-- What you need to do --
Lines with the word "crate" in them must be copied from the records below.
Segment Start: Source information
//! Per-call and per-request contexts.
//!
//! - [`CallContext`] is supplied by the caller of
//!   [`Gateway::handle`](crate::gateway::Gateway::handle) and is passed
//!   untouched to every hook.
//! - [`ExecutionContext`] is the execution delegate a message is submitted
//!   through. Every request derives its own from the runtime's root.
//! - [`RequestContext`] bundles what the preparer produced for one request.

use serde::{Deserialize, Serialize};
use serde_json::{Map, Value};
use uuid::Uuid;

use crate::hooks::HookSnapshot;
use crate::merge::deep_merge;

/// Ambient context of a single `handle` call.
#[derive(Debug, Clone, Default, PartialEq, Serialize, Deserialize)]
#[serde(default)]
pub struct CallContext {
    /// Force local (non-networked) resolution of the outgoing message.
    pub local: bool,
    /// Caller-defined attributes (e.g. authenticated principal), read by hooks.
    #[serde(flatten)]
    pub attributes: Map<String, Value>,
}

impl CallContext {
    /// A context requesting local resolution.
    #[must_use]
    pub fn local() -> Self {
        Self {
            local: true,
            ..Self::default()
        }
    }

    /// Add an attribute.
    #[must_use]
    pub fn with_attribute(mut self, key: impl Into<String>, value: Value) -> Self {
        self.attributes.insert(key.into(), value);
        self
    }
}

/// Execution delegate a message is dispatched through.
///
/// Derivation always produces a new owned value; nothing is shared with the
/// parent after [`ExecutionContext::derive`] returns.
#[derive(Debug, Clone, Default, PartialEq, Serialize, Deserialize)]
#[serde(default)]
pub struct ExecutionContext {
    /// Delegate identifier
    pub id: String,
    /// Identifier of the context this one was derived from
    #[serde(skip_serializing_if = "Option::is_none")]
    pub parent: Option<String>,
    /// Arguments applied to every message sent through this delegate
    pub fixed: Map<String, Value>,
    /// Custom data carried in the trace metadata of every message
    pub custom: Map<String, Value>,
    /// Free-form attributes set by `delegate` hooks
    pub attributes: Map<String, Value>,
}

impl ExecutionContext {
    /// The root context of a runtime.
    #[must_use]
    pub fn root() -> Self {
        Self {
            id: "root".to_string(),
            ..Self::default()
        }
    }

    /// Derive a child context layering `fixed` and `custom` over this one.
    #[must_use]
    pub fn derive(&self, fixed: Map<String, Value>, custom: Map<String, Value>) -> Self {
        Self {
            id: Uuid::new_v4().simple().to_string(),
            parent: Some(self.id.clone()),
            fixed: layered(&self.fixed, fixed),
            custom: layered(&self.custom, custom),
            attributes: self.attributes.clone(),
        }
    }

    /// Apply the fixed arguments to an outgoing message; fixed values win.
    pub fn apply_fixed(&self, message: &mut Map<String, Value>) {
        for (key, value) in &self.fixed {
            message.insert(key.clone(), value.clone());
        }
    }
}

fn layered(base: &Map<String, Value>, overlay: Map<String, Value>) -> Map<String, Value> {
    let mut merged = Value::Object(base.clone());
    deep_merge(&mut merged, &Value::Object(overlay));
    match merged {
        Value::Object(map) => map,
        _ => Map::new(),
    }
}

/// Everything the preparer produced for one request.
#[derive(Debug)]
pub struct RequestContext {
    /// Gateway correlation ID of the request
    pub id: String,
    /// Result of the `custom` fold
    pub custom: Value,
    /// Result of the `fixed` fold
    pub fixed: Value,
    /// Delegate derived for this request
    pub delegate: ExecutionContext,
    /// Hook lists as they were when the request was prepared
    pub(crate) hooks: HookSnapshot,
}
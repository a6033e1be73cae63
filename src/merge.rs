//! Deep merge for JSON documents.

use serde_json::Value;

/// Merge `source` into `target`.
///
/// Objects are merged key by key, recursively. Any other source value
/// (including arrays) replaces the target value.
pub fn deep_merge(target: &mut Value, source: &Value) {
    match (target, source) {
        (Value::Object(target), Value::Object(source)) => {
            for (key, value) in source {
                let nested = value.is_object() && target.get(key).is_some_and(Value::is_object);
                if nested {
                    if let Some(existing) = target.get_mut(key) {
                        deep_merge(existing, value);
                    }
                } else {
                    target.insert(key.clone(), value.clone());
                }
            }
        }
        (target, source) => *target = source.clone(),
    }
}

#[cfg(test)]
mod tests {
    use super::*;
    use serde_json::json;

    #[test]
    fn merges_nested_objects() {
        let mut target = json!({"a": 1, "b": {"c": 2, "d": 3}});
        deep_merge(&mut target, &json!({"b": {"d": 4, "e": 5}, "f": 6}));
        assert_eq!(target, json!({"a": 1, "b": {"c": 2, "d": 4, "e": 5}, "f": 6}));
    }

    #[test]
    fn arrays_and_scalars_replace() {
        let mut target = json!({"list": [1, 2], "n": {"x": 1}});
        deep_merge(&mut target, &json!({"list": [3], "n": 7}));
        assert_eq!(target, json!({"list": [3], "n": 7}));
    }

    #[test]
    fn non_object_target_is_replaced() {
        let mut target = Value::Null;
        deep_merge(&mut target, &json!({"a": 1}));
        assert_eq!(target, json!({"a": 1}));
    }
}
Segment End: Source information
-- Finished exercise --
//!   [`Gateway::handle`](crate::gateway::Gateway::handle) and is passed
use crate::hooks::HookSnapshot;
use crate::merge::deep_merge;
    pub(crate) hooks: HookSnapshot,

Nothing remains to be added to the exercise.